C. Mauli Agrawal is not only known for his prominence as a biomedical engineer and a professor, but also as a “rock star” of sorts whose vision is radically changing his field. In the biomedical world, Agrawal’s work has not only resulted in several patents, but also usable products that are enhancing the lives of amputees. The David and Jennifer Spencer Distinguished Chair for the Dean of Engineering and Peter Flawn Professor in Biomedical Engineering at the University of Texas at San Antonio is an expert in cardiovascular and orthopedic implants and biomaterials. Agrawal was also recently recognized for his work and support of the Society for Biomaterials by being named the sole recipient of their 2013 Award for Service.
“It is truly an honor to receive this international recognition,” Agrawal stated in a press release according to IndiaWest. “I was fortunate to enter the field of biomaterials when some of the pioneers who changed the practice of medicine through revolutionary implants were still active. I have been privileged to learn from them and pass on the tradition to younger generations. This has made my 25 years in the field very fulfilling.”

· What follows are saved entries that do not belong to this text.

//! Runtime override persistence.
//!
//! The override is a single JSON document next to the service's other
//! configuration. It is absent on a fresh install. Every read re-merges it
//! over the built-in defaults, so a save is visible to the very next
//! estimation call.

use std::ffi::OsString;
use std::path::{Path, PathBuf};
use std::sync::atomic::{AtomicU64, Ordering};

use crate::error::StoreError;
use crate::estimation::settings::{EstimatorConfig, RuntimeOverride};
use crate::validation::validate_override;

static TMP_COUNTER: AtomicU64 = AtomicU64::new(0);

/// Provides the effective estimator configuration.
pub struct ConfigStore {
    base: EstimatorConfig,
    path: PathBuf,
}

impl ConfigStore {
    /// Create a store over `base`, persisting overrides at `path`.
    pub fn new(base: EstimatorConfig, path: impl Into<PathBuf>) -> Self {
        Self {
            base,
            path: path.into(),
        }
    }

    /// Location of the override document.
    pub fn path(&self) -> &Path {
        &self.path
    }

    /// Read the persisted override. A missing or unreadable file is an
    /// empty override.
    pub async fn load_override(&self) -> RuntimeOverride {
        let raw = match tokio::fs::read_to_string(&self.path).await {
            Ok(raw) => raw,
            Err(e) if e.kind() == std::io::ErrorKind::NotFound => {
                return RuntimeOverride::default();
            }
            Err(e) => {
                tracing::warn!(path = %self.path.display(), error = %e, "Failed to read estimator override, using defaults");
                return RuntimeOverride::default();
            }
        };

        match serde_json::from_str(&raw) {
            Ok(overrides) => overrides,
            Err(e) => {
                tracing::warn!(path = %self.path.display(), error = %e, "Failed to parse estimator override, using defaults");
                RuntimeOverride::default()
            }
        }
    }

    /// The effective configuration: base defaults with the current override
    /// applied. Re-read on every call.
    pub async fn current(&self) -> EstimatorConfig {
        let overrides = self.load_override().await;
        self.base.merge(&overrides)
    }

    /// Validate and persist `overrides`, replacing any previous override in
    /// full, and return the resulting effective configuration.
    ///
    /// The file is written to a temporary sibling and renamed into place, so
    /// readers never see a partial document. Concurrent saves are
    /// last-writer-wins.
    pub async fn save_override(
        &self,
        overrides: RuntimeOverride,
    ) -> Result<EstimatorConfig, StoreError> {
        let validation = validate_override(&self.base, &overrides);
        if !validation.is_valid {
            return Err(StoreError::Rejected {
                errors: validation.errors,
            });
        }
        for warning in &validation.warnings {
            tracing::warn!("Estimator override: {}", warning);
        }

        let content = serde_json::to_string_pretty(&overrides)?;
        self.write_atomic(content.as_bytes()).await?;

        tracing::info!(path = %self.path.display(), "Saved estimator override");

        Ok(self.current().await)
    }

    /// Delete the override, restoring the built-in defaults. Returns whether
    /// a file was removed.
    pub async fn reset(&self) -> Result<bool, StoreError> {
        match tokio::fs::remove_file(&self.path).await {
            Ok(()) => {
                tracing::info!(path = %self.path.display(), "Removed estimator override");
                Ok(true)
            }
            Err(e) if e.kind() == std::io::ErrorKind::NotFound => Ok(false),
            Err(source) => Err(StoreError::Remove {
                path: self.path.clone(),
                source,
            }),
        }
    }

    async fn write_atomic(&self, content: &[u8]) -> Result<(), StoreError> {
        let write_err = |source| StoreError::Write {
            path: self.path.clone(),
            source,
        };

        if let Some(parent) = self.path.parent()
            && !parent.as_os_str().is_empty()
        {
            tokio::fs::create_dir_all(parent).await.map_err(write_err)?;
        }

        let tmp_path = self.tmp_path();
        tokio::fs::write(&tmp_path, content).await.map_err(write_err)?;

        if let Err(e) = tokio::fs::rename(&tmp_path, &self.path).await {
            let _ = tokio::fs::remove_file(&tmp_path).await;
            return Err(write_err(e));
        }

        Ok(())
    }

    /// Unique per write so concurrent saves never share a temp file.
    fn tmp_path(&self) -> PathBuf {
        let seq = TMP_COUNTER.fetch_add(1, Ordering::Relaxed);
        let mut name: OsString = self.path.as_os_str().to_owned();
        name.push(format!(".{}.{}.tmp", std::process::id(), seq));
        PathBuf::from(name)
    }
}
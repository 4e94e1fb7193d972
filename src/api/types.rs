//! Request and response DTOs for the HTTP API.

use serde::{Deserialize, Serialize};

use crate::estimation::{EstimationInput, VehicleYear};
use crate::validation::ValidationError;

// --- Estimation ---

#[derive(Debug, Default, Deserialize)]
#[serde(rename_all = "camelCase")]
pub struct EstimateRequest {
    pub service_type: Option<String>,
    pub vehicle_make: Option<String>,
    pub vehicle_model: Option<String>,
    pub vehicle_year: Option<VehicleYear>,
    pub description: Option<String>,
}

impl EstimateRequest {
    /// Build the estimator input, defaulting the optional vehicle fields to
    /// empty. Call after validation.
    pub fn into_input(self) -> EstimationInput {
        EstimationInput {
            service_type: self.service_type.unwrap_or_default(),
            vehicle_make: self.vehicle_make.unwrap_or_default(),
            vehicle_model: self.vehicle_model.unwrap_or_default(),
            vehicle_year: self.vehicle_year,
            description: self.description.unwrap_or_default(),
        }
    }
}

#[derive(Debug, Serialize, Deserialize)]
#[serde(rename_all = "camelCase")]
pub struct EstimateResponse {
    pub estimated_hours: f64,
}

// --- Errors ---

#[derive(Debug, Serialize)]
pub struct ErrorResponse {
    pub error: String,
    #[serde(skip_serializing_if = "Vec::is_empty")]
    pub details: Vec<ValidationError>,
}

#[derive(Debug, Serialize)]
pub struct NotFoundResponse {
    pub error: &'static str,
    pub path: String,
    pub method: String,
}

// --- Health ---

#[derive(Debug, Serialize)]
pub struct HealthResponse {
    pub status: &'static str,
    pub message: &'static str,
    pub timestamp: String,
    pub environment: String,
}
//! LLM integration for model-assisted estimation.
//!
//! Only OpenAI-compatible chat completions are supported. Without an API key
//! no provider is created and estimation runs on the heuristic alone.

mod openai_chat;
mod provider;

pub use openai_chat::OpenAiChatProvider;
pub use provider::{
    ChatMessage, CompletionRequest, CompletionResponse, FinishReason, LlmProvider, Role,
};

use std::sync::Arc;

use crate::config::OpenAiConfig;

/// Create the model provider if a credential is configured.
pub fn create_llm_provider(config: &OpenAiConfig) -> Option<Arc<dyn LlmProvider>> {
    if config.api_key.is_none() {
        tracing::info!("OPENAI_API_KEY not set, model-assisted estimation disabled");
        return None;
    }

    match OpenAiChatProvider::new(config.clone()) {
        Ok(provider) => {
            tracing::info!(model = %config.model, "Using OpenAI chat completions for estimation");
            Some(Arc::new(provider))
        }
        Err(e) => {
            tracing::warn!(error = %e, "Failed to create OpenAI provider, using heuristic only");
            None
        }
    }
}
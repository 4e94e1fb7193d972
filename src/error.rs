//! Error types for the estimation service.

use std::path::PathBuf;
use std::time::Duration;

use crate::validation::ValidationError;

/// Top-level error type.
#[derive(Debug, thiserror::Error)]
pub enum Error {
    #[error("Configuration error: {0}")]
    Config(#[from] ConfigError),

    #[error("Store error: {0}")]
    Store(#[from] StoreError),

    #[error("Failed to bind to {addr}: {source}")]
    Bind {
        addr: String,
        #[source]
        source: std::io::Error,
    },

    #[error("I/O error: {0}")]
    Io(#[from] std::io::Error),
}

/// Errors raised while reading process configuration.
#[derive(Debug, thiserror::Error)]
pub enum ConfigError {
    #[error("Invalid value for {key}: {message}")]
    InvalidValue { key: String, message: String },
}

/// Errors from the external language-model service.
#[derive(Debug, thiserror::Error)]
pub enum LlmError {
    #[error("Request to {provider} failed: {reason}")]
    RequestFailed { provider: String, reason: String },

    #[error("Authentication failed for {provider}")]
    AuthFailed { provider: String },

    #[error("Rate limited by {provider}")]
    RateLimited {
        provider: String,
        retry_after: Option<Duration>,
    },

    #[error("Invalid response from {provider}: {reason}")]
    InvalidResponse { provider: String, reason: String },

    #[error("Request to {provider} timed out after {timeout:?}")]
    Timeout { provider: String, timeout: Duration },
}

/// Errors from the runtime-override store.
#[derive(Debug, thiserror::Error)]
pub enum StoreError {
    /// The override document was rejected before anything was written.
    #[error("Override rejected: {}", summarize(.errors))]
    Rejected { errors: Vec<ValidationError> },

    /// Persisting the override failed; the new settings were not applied.
    #[error("Failed to write override file {}: {source}", .path.display())]
    Write {
        path: PathBuf,
        #[source]
        source: std::io::Error,
    },

    #[error("Failed to remove override file {}: {source}", .path.display())]
    Remove {
        path: PathBuf,
        #[source]
        source: std::io::Error,
    },

    #[error("Failed to serialize override: {0}")]
    Serialize(#[from] serde_json::Error),
}

/// Errors compiling a keyword rule.
#[derive(Debug, thiserror::Error)]
pub enum PatternError {
    #[error("Unsupported regex flag '{0}'")]
    UnknownFlag(char),

    #[error("Invalid pattern: {0}")]
    Invalid(#[from] regex::Error),
}

fn summarize(errors: &[ValidationError]) -> String {
    errors
        .iter()
        .map(|e| format!("{}: {}", e.field, e.message))
        .collect::<Vec<_>>()
        .join("; ")
}

/// Result type for crate operations.
pub type Result<T> = std::result::Result<T, Error>;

According to the IndiaWest article Agrawal’s “work will alter the course of treatment for those with tissue wounds and amputations.” As well, Agrawal, who was educated at the Indian Institute of Technology in Kanpur, Clemson University, and Duke University “established the UTSA Department of Biomedical Engineering as well as led the effort to establish the joint biomedical program between UTSA and the Health Science Center, the Texas Sustainable Energy Research Institute, the Center for Innovation and Technology Entrepreneurship and the Interactive Technology Experience Center.” He will be presented Society of Biomaterials’ 2013 Award for Service at the society’s annual meeting, being held this year from April 1o to the 13 in Boston.